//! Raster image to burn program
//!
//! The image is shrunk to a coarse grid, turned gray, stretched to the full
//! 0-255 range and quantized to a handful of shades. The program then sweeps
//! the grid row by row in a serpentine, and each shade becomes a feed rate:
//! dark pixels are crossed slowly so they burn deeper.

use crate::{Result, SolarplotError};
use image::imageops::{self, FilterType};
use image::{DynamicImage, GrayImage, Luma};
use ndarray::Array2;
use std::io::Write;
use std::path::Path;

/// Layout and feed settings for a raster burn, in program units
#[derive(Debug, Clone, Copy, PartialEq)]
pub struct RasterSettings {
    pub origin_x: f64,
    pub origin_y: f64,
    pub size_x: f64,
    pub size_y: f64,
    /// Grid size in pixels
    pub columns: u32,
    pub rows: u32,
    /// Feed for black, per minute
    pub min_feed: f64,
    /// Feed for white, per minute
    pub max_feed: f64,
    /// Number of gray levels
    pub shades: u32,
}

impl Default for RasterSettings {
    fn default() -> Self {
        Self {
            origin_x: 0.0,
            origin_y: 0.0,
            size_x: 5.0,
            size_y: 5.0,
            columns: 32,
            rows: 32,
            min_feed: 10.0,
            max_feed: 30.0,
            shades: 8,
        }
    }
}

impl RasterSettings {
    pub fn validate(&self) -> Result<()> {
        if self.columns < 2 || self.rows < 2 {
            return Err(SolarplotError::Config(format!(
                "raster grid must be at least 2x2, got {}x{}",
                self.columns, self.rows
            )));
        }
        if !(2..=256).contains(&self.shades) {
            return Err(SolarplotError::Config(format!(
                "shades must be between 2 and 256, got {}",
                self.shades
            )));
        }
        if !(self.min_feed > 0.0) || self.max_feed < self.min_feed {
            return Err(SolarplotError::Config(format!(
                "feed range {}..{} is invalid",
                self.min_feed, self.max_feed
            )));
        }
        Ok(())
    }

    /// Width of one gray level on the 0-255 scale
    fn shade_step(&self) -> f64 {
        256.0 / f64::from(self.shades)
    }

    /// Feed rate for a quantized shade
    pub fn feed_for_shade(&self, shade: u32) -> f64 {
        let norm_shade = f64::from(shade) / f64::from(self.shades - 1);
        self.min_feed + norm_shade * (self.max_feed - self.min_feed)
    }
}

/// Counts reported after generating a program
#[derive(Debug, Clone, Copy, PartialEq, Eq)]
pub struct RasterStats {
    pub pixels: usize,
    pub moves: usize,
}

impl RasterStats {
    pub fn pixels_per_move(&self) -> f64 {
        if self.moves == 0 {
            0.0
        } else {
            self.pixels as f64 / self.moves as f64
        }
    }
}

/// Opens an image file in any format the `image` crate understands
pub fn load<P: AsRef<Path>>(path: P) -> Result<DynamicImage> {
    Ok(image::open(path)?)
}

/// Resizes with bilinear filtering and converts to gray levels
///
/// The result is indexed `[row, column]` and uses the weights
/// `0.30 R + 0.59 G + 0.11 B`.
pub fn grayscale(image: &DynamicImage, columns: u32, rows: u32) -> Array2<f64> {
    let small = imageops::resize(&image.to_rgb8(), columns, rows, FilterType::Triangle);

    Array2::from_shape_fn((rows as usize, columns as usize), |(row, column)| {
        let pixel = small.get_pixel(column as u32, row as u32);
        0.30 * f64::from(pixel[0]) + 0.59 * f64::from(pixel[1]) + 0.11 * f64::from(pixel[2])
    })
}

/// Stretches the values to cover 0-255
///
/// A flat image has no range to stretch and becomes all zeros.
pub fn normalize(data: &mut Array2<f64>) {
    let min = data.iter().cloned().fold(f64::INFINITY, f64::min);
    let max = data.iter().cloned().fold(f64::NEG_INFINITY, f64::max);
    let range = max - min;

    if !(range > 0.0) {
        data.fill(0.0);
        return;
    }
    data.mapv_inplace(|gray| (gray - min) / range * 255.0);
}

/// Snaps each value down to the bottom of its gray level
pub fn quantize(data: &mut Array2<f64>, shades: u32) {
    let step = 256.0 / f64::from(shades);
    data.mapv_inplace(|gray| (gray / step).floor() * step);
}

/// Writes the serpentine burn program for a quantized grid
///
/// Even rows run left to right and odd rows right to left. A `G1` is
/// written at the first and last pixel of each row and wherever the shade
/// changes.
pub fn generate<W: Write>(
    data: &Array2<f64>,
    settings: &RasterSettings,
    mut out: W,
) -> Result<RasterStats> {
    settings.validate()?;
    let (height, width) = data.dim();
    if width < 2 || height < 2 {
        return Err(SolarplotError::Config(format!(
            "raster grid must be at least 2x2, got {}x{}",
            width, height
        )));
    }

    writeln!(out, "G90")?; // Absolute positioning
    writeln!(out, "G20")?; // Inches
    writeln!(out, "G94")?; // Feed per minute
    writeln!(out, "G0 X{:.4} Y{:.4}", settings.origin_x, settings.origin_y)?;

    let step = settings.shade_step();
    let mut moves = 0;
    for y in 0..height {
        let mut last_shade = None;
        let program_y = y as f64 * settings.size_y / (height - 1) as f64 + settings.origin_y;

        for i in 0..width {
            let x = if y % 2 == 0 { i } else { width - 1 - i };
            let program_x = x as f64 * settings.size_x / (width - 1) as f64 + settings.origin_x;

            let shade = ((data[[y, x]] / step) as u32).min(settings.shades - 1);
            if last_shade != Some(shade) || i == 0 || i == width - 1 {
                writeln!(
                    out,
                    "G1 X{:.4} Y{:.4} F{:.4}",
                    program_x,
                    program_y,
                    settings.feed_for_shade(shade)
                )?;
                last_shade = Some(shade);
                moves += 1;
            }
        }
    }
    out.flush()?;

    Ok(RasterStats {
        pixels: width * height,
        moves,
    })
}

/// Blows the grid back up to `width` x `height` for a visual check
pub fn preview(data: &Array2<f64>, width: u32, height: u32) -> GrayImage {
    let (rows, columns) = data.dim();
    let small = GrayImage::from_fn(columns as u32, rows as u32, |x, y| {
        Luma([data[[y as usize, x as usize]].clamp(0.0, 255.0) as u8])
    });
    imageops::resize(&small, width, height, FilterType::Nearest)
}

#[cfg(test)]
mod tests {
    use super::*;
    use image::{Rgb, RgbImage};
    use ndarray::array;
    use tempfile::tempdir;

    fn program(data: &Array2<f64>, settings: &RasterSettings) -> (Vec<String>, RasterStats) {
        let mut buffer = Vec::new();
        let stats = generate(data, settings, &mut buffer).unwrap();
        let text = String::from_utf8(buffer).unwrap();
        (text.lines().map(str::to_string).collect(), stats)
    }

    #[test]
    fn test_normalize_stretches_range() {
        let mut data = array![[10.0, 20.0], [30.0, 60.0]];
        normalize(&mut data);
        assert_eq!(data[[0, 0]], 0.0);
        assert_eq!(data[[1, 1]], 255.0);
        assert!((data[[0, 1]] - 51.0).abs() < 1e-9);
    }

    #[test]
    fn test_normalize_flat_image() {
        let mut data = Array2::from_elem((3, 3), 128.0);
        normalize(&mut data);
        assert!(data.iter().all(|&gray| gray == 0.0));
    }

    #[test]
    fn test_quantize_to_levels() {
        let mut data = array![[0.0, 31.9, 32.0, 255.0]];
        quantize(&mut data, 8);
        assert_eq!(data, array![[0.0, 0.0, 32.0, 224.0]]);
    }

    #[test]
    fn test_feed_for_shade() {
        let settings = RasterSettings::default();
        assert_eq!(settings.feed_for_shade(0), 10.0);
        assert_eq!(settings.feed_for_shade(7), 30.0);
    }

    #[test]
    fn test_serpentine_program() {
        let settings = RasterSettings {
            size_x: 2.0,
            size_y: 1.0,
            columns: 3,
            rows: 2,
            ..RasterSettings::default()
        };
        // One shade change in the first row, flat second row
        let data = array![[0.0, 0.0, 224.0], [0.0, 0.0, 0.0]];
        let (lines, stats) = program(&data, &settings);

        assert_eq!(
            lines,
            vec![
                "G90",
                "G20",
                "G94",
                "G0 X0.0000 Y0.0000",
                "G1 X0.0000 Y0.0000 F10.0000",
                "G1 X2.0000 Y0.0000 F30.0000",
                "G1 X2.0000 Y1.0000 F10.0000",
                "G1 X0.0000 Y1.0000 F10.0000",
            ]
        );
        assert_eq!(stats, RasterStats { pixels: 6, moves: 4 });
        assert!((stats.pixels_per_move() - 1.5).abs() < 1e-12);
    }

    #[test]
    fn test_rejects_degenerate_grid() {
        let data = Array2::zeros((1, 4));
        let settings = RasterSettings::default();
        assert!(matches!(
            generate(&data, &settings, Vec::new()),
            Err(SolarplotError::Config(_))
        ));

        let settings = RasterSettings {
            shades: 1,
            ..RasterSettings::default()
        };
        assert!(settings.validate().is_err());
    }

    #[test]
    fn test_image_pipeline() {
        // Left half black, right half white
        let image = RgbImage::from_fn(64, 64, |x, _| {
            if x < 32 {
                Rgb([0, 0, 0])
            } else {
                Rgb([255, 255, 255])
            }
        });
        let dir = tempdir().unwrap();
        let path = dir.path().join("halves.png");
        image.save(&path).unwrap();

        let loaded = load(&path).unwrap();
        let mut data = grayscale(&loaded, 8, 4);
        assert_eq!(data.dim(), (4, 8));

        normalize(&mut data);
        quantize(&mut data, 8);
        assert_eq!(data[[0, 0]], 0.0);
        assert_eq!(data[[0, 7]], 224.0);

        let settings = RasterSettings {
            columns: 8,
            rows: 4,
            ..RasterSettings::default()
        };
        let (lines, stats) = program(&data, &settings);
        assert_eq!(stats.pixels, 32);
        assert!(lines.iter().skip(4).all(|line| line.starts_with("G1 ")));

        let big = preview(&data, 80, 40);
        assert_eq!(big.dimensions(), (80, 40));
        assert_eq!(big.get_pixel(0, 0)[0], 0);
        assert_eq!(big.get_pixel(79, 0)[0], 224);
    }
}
**********
TASK DETAILS:
The answer must consist of each line from the data that includes the string "quantized".

WRITTEN ANSWER:
//! 0-255 range and quantized to a handful of shades. The program then sweeps
    /// Feed rate for a quantized shade
/// Writes the serpentine burn program for a quantized grid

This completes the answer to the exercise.